Content starts

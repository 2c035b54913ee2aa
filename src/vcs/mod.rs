//! Read-only access to the repository being inspected.
//!
//! The analysis code needs the list of tracked files and the materialized
//! contents of a revision's changes. The history views add commit summaries,
//! local branches and the working-tree status. [`GitRepository`] answers all
//! of them through libgit2; [`WorkingTree`] serves plain directories where
//! only the file listing is available.

pub mod git;
pub mod worktree;

pub use git::GitRepository;
pub use worktree::WorkingTree;

use crate::errors::Result;
use chrono::{DateTime, Utc};
use serde::Serialize;
use std::path::{Path, PathBuf};
use tracing::debug;

/// One changed file with both versions fully read.
///
/// A side that does not exist (added or deleted file) has empty content.
#[derive(Debug, Clone, PartialEq, Eq, Serialize)]
pub struct FileChange {
    pub old_path: Option<PathBuf>,
    pub new_path: Option<PathBuf>,
    pub old_content: String,
    pub new_content: String,
}

impl FileChange {
    /// Path to show for this change, preferring the new side.
    pub fn display_path(&self) -> Option<&Path> {
        self.new_path.as_deref().or(self.old_path.as_deref())
    }
}

/// One commit as shown in history listings.
#[derive(Debug, Clone, PartialEq, Eq, Serialize)]
pub struct CommitSummary {
    pub id: String,
    /// First 8 hex digits of `id`.
    pub short_id: String,
    pub author: String,
    /// Committer time; `None` when libgit2 reports an out-of-range value.
    pub date: Option<DateTime<Utc>>,
    /// First line of the message.
    pub summary: String,
}

#[derive(Debug, Clone, PartialEq, Eq, Serialize)]
pub struct BranchInfo {
    pub name: String,
    pub is_head: bool,
}

/// Working-tree state relative to HEAD and the index.
#[derive(Debug, Clone, Default, PartialEq, Eq, Serialize)]
pub struct RepositoryStatus {
    /// Checked-out branch; `None` when HEAD is detached.
    pub branch: Option<String>,
    /// Changes recorded in the index but not committed.
    pub staged: Vec<PathBuf>,
    /// Tracked files whose working copy differs from the index.
    pub modified: Vec<PathBuf>,
    pub untracked: Vec<PathBuf>,
    pub last_commit: Option<CommitSummary>,
}

impl RepositoryStatus {
    /// Untracked files alone do not make the tree dirty.
    pub fn is_dirty(&self) -> bool {
        !self.staged.is_empty() || !self.modified.is_empty()
    }
}

pub trait Repository {
    /// Directory that tracked paths are relative to.
    fn workdir(&self) -> &Path;

    /// Tracked files, relative to [`Repository::workdir`], in a stable order.
    fn list_tracked_files(&self) -> Result<Vec<PathBuf>>;

    /// Changes introduced by `revision` (HEAD when `None`), optionally
    /// restricted to `path`.
    fn file_diff(&self, revision: Option<&str>, path: Option<&Path>) -> Result<Vec<FileChange>>;

    /// Commits reachable from HEAD, newest first, at most `limit` when set.
    /// Empty before the first commit.
    fn history(&self, limit: Option<usize>) -> Result<Vec<CommitSummary>>;

    /// Local branches sorted by name.
    fn branches(&self) -> Result<Vec<BranchInfo>>;

    fn status(&self) -> Result<RepositoryStatus>;
}

/// Open `path` as a git repository when one can be discovered, otherwise as
/// a plain working tree.
pub fn open_repository(path: &Path) -> Result<Box<dyn Repository>> {
    match GitRepository::open(path) {
        Ok(repo) => Ok(Box::new(repo)),
        Err(e) => {
            debug!("no git repository at {}: {e}; using working tree", path.display());
            Ok(Box::new(WorkingTree::new(path)?))
        }
    }
}

impl<R: Repository + ?Sized> Repository for Box<R> {
    fn workdir(&self) -> &Path {
        (**self).workdir()
    }

    fn list_tracked_files(&self) -> Result<Vec<PathBuf>> {
        (**self).list_tracked_files()
    }

    fn file_diff(&self, revision: Option<&str>, path: Option<&Path>) -> Result<Vec<FileChange>> {
        (**self).file_diff(revision, path)
    }

    fn history(&self, limit: Option<usize>) -> Result<Vec<CommitSummary>> {
        (**self).history(limit)
    }

    fn branches(&self) -> Result<Vec<BranchInfo>> {
        (**self).branches()
    }

    fn status(&self) -> Result<RepositoryStatus> {
        (**self).status()
    }
}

Content ends

▶ **REQUIREMENT**: Respond with one number, the count of lines in the data that hold the string "CommitSummary".

▶ **RESULT OF THE TASK**: 4